Collected data:
+---+
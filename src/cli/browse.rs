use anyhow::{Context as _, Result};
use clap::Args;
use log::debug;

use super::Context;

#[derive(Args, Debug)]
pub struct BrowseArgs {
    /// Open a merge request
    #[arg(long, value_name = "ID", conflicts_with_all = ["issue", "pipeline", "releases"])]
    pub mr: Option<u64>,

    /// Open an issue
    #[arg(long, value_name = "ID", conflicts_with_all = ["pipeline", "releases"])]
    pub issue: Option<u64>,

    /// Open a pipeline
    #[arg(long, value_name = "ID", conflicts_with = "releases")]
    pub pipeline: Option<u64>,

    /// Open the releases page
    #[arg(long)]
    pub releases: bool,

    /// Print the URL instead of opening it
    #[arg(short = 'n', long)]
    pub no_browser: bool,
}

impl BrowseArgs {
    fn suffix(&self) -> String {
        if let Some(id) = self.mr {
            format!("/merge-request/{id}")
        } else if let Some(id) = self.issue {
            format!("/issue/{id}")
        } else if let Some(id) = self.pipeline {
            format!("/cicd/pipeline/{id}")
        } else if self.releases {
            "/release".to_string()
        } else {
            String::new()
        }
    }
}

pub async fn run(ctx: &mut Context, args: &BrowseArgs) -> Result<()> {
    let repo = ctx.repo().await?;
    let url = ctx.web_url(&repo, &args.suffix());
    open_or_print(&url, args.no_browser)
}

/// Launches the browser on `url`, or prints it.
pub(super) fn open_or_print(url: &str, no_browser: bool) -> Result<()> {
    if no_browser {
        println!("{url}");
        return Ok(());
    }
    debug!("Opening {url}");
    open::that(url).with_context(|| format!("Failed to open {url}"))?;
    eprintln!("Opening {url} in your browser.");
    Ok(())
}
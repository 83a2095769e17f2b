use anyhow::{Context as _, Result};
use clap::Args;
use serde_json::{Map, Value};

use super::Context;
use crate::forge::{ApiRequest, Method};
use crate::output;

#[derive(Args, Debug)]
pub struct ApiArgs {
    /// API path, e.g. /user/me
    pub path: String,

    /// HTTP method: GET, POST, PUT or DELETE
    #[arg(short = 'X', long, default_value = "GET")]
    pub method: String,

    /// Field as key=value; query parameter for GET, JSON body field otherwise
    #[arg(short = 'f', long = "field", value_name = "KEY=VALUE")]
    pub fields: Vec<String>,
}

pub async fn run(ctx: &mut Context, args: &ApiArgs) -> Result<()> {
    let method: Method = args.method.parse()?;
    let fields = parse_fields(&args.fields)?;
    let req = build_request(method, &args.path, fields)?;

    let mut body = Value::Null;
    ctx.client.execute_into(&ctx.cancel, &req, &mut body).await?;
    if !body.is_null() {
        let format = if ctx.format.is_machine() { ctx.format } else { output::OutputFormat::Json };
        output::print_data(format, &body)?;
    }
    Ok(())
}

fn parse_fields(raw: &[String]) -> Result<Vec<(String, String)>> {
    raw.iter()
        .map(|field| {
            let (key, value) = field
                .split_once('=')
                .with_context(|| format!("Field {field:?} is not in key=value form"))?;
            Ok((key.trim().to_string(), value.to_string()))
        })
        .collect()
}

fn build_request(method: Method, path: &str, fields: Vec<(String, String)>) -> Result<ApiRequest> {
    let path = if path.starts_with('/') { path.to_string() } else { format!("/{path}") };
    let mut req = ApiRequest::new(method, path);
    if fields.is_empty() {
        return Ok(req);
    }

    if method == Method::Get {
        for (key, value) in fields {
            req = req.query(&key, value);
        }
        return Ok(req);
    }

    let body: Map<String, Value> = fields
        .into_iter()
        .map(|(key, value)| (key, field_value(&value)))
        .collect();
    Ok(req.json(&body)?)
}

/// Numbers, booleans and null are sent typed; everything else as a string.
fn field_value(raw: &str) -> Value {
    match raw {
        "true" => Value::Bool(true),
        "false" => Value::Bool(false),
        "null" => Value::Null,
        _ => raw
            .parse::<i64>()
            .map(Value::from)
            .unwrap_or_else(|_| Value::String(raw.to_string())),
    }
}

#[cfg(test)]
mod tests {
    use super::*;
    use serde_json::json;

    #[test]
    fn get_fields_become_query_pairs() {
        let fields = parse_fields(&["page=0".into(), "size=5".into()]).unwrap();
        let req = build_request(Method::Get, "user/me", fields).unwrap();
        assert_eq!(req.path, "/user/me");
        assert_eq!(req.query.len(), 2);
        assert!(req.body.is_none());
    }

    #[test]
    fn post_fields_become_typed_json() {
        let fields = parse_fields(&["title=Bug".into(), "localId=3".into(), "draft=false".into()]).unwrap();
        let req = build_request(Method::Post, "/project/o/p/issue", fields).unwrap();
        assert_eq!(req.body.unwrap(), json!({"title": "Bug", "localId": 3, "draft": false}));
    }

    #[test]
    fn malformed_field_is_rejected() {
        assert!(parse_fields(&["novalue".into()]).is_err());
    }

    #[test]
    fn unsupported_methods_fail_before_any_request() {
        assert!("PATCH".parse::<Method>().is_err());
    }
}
+---+
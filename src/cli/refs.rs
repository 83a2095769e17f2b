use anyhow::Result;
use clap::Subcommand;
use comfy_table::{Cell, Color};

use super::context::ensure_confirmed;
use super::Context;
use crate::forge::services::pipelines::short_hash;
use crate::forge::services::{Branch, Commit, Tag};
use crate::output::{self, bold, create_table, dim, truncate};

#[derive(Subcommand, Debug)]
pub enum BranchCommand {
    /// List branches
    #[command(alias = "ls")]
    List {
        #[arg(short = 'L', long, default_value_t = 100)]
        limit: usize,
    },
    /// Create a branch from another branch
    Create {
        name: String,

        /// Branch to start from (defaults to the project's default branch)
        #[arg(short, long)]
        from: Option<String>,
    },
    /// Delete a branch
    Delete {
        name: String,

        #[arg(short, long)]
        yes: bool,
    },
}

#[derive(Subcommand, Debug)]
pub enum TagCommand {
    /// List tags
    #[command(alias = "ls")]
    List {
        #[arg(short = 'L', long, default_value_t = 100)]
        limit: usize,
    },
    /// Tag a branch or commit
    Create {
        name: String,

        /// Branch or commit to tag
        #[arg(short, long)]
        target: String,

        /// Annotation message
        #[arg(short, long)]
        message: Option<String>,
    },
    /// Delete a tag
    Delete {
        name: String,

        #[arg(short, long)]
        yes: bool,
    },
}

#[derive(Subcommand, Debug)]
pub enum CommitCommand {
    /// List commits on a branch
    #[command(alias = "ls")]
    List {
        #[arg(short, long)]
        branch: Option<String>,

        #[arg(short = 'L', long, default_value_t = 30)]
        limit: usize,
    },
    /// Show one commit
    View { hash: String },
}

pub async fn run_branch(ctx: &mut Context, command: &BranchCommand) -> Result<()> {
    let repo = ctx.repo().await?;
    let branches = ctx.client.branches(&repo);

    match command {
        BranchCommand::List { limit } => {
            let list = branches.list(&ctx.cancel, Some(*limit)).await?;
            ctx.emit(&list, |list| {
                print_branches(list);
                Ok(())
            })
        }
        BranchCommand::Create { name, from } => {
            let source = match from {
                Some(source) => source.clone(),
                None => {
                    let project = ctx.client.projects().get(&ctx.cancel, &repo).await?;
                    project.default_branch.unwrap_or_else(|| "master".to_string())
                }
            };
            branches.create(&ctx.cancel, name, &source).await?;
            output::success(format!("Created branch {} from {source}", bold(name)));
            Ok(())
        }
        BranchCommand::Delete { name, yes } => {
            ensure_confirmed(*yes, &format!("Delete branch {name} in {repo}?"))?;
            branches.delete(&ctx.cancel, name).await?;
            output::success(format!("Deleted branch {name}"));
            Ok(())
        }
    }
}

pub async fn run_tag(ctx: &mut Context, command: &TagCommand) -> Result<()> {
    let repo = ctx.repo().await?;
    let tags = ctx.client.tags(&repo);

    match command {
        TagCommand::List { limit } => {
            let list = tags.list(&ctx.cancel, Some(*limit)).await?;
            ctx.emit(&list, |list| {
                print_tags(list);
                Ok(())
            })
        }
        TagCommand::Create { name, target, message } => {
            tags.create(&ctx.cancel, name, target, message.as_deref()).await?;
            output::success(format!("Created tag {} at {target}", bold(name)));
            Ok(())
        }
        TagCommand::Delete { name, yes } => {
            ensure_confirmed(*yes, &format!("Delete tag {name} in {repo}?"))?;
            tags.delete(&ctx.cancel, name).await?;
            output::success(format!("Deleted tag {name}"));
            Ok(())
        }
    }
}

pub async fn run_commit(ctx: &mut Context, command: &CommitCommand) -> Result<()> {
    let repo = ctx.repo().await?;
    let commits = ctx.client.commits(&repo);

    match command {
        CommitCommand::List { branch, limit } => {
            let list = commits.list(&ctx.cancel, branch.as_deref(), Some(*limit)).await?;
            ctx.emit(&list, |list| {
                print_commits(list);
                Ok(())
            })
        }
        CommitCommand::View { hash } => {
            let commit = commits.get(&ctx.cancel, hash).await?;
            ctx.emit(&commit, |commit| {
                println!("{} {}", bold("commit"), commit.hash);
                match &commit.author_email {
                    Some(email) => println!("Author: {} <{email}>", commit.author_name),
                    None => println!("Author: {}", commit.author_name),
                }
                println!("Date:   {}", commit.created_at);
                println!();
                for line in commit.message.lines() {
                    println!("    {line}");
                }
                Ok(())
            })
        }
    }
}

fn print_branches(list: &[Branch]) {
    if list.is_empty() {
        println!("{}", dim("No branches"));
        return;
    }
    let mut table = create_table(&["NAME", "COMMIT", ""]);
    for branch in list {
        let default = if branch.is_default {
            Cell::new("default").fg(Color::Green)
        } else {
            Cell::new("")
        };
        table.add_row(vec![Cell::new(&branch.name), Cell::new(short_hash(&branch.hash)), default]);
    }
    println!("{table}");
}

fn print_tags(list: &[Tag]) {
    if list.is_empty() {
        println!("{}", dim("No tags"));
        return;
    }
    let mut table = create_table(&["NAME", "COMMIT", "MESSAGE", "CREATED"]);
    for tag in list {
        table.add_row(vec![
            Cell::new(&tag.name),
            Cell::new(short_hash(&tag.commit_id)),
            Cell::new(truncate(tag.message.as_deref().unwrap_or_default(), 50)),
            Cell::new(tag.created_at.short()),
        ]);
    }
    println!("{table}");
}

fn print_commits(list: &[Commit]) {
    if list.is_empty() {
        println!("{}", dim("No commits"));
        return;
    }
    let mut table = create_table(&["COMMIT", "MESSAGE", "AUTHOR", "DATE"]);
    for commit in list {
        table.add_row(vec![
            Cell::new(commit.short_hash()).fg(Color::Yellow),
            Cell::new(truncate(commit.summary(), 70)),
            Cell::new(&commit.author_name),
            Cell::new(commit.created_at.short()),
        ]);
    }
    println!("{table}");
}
+---+
> **What you will do**
Will you return exactly the lines above from the one with "filename src/cli/browse.rs" down to the one with "fn suffix(&self) ->", counting both as part of the range?

> **Response to this exercise**
filename src/cli/browse.rs
use anyhow::{Context as _, Result};
use clap::Args;
use log::debug;

use super::Context;

#[derive(Args, Debug)]
pub struct BrowseArgs {
    /// Open a merge request
    #[arg(long, value_name = "ID", conflicts_with_all = ["issue", "pipeline", "releases"])]
    pub mr: Option<u64>,

    /// Open an issue
    #[arg(long, value_name = "ID", conflicts_with_all = ["pipeline", "releases"])]
    pub issue: Option<u64>,

    /// Open a pipeline
    #[arg(long, value_name = "ID", conflicts_with = "releases")]
    pub pipeline: Option<u64>,

    /// Open the releases page
    #[arg(long)]
    pub releases: bool,

    /// Print the URL instead of opening it
    #[arg(short = 'n', long)]
    pub no_browser: bool,
}

impl BrowseArgs {
    fn suffix(&self) -> String {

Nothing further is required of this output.